Après vaine mise en demeure préalable, la déchéance du terme est dénoncée par LRAR le 21 novembre 2024. Le premier incident de paiement non régularisé a eu lieu le 6 mars 2023
M. [U] [O] reste à devoir la somme principale de 4134,01 euros ainsi détaillé :
— capital restant dû : 3438,33 euros
— montant échu impayé : 400,00 euros
— indemnité légale de 8% : 295,68 euros
Les mises en demeure étant restées vaines, par acte d’huissier en date du 22 janvier 2025 signifié à étude, la BNP PARIBAS PERSONAL FINANCE dont le siège social est [Adresse 2] à PARIS a assigné M. [U] [O] demeurant [Adresse 4] devant le Juge des contentieux de la protection du Tribunal judiciaire de Montpellier le 19 mai 2025 aux fins de :
Y venir le requis susnommé et qualifié,
DONNER ACTE à la requérante de la dénonce à la requise d’une copie des pièces visées en pied des présentes ;
Vu en droit constant : le code civil notamment en ses articles 1174 (1108-1 ancien), 1366 (1316 ancien) et suivants 1100, 1103 (1134 ancien), 1124 (1184 ancien) et suivants, 1984 ancien, 1898 et suivants, 1902 et suivants du Code civil, 1371 et 1235 et suivants (devenus 1300 et 1302) ;
Vu le code de la consommation en sa version applicable aux offres de crédit en discussion ; et notamment ses articles L 312-1 suivants, L312-39 et suivants, D 312-16 et suivants ;
Vu le code de procédure civile notamment en ses articles 4 à 16 et 275 du CPC,
Vu les jurisprudences citées reprises au bénéfice de la motivation des présentes ;
CONSTATER la déchéance du terme et en tant que de besoin
PRONONCER la résolution judiciaire du contrat en cause pour défaut de paiement des échéances à bonne date, et déclarant l’action recevable,
CONDAMNER M. [U] [O] à payer à la SA FRANFINANCE aux droits de la SOGEFINANCEMENT pour les causes sus énoncées :
1- Au titre du contrat du 24 septembre 2020 la somme principale de 4134,01 euros, avec les intérêts de retard depuis le 21 novembre 2024, date de la mise en demeure et à défaut de l’assignation et jusqu’à parfait paiement ; hors concernant l’indemnité contractuelle et légale de 8% qui portera intérêts au taux légal à compter de la mise en demeure du 21 novembre 2024et à défaut de l’assignation et jusqu’à parfait paiement ;
2- Et subsidiairement au paiement de la somme de 1237,68 euros correspondant à la différence entre les montants financés pour 5076,01 euros et les règlements reçus pour 3838,33 euros cette somme produisant intérêts au taux légal depuis la mise en demeure du 21 novembre 2024, et jusqu’à parfait paiement.

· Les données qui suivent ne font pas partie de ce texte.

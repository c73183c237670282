//! Process-wide logging setup

use anyhow::{Result, anyhow};
use tracing_subscriber::EnvFilter;

use crate::config::LoggingConfig;

/// Install the global tracing subscriber. `RUST_LOG` takes precedence over
/// the configured level.
pub fn init(logging: &LoggingConfig) -> Result<()> {
    let filter = EnvFilter::try_from_default_env()
        .unwrap_or_else(|_| EnvFilter::new(format!("{},tower_http=info", logging.level)));

    let builder = tracing_subscriber::fmt()
        .with_env_filter(filter)
        .with_target(false);

    let installed = match logging.format.as_str() {
        "json" => builder.json().try_init(),
        _ => builder.pretty().try_init(),
    };

    installed.map_err(|e| anyhow!("Failed to install tracing subscriber: {e}"))
}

Celle de 800,00 euros au titre de l’article 700 du code de procédure civile, avec condamnation aux dépens (article 696 du CPC) et application des articles 1231-6,1343-1 et 1343-2 du code civil.
A l’audience du 19 mai 2025, le Juge des contentieux de la protection a relevé d’office notamment le moyen tiré de la forclusion de l’action en paiement, le moyen tiré de la déchéance du droit aux intérêts conventionnels en raison du manquement du prêteur à son obligation de remettre à l’emprunteur une fiche d’informations précontractuelles européennes normalisées et une notice d’assurance, en raison du manquement du prêteur à son obligation de vérifier la solvabilité de l’emprunteur et de consulter le FICP lors de la conclusion du contrat de crédit, et le moyen tiré de la nullité du contrat en raison du déblocage des fonds avant le septième jour.
A cette audience, la BNP PARIBAS PERSONAL FINANCE, représentée par son conseil, a déposé des conclusions auxquelles elle a déclaré se rapporter et auquel il convient de se référer pour un plus ample exposé de ses moyens conformément à l’article 455 du code de procédure civile.
Elle n’a pas sollicité de renvoi de l’audience afin de répondre aux moyens soulevés d’office par le tribunal.
M. [U] [O] n’a pas comparu, ni n’a été représenté.
L’affaire a été mise en délibéré au 21 juillet 2025 et prorogé au 15 septembre 2025.
MOTIFS DE LA DECISION
L’article 472 du code de procédure civile dispose que si le défendeur ne comparaît pas, il est néanmoins statué sur le fond. Le juge ne fait droit à la demande que dans la mesure où il l’estime régulière, recevable et bien fondée.
En application de l’article R. 632-1 du Code de la consommation, le juge peut relever d’office toutes les dispositions du présent code dans les litiges nés de son application.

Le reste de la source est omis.